- WHAT TO WORK ON -
Extract every line of the material that holds the string "ReviewExport".

- ENTRIES SHOWN -
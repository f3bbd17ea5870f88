//! JSON export of the review queue
//!
//! Carries the rows, the category summary and a schema version so the file
//! can be checked before anything reads it back.

use std::io::Write;

use chrono::{DateTime, Utc};
use serde::Serialize;

use crate::error::{TallyError, TallyResult};
use crate::models::ReviewTransaction;
use crate::services::{overview, summarize_by_category, CategorySummary, ReviewOverview};

/// Current export schema version
pub const EXPORT_SCHEMA_VERSION: &str = "1.0.0";

#[derive(Debug, Clone, Serialize)]
pub struct ReviewExport {
    pub schema_version: String,
    pub exported_at: DateTime<Utc>,
    pub app_version: String,
    /// Signed-in user who ran the export
    pub exported_by: String,
    pub overview: ReviewOverview,
    pub categories: Vec<CategorySummary>,
    pub transactions: Vec<ReviewTransaction>,
}

impl ReviewExport {
    pub fn new(rows: Vec<ReviewTransaction>, exported_by: impl Into<String>) -> Self {
        Self {
            schema_version: EXPORT_SCHEMA_VERSION.to_string(),
            exported_at: Utc::now(),
            app_version: env!("CARGO_PKG_VERSION").to_string(),
            exported_by: exported_by.into(),
            overview: overview(&rows),
            categories: summarize_by_category(&rows),
            transactions: rows,
        }
    }
}

/// Write the export as pretty-printed JSON
pub fn export_review_json<W: Write>(export: &ReviewExport, writer: &mut W) -> TallyResult<()> {
    serde_json::to_writer_pretty(&mut *writer, export)
        .map_err(|e| TallyError::Export(format!("Failed to write JSON: {}", e)))?;
    writeln!(writer).map_err(|e| TallyError::Export(e.to_string()))?;
    Ok(())
}
//! CLI command handlers
//!
//! This module bridges the clap argument parsing with the service layer.
//! Everything except `auth` and `config` needs a signed-in session.

pub mod audit;
pub mod auth;
pub mod export;
pub mod insights;
pub mod transaction;

pub use audit::{handle_audit_command, AuditArgs};
pub use auth::{handle_auth_command, require_session, AuthCommands};
pub use export::{handle_export_command, ExportArgs, ExportFormat};
pub use insights::handle_insights_command;
pub use transaction::{handle_transaction_command, StatusFilter, TransactionCommands};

- RESULT BELOW -
pub struct ReviewExport {
impl ReviewExport {
pub fn export_review_json<W: Write>(export: &ReviewExport, writer: &mut W) -> TallyResult<()> {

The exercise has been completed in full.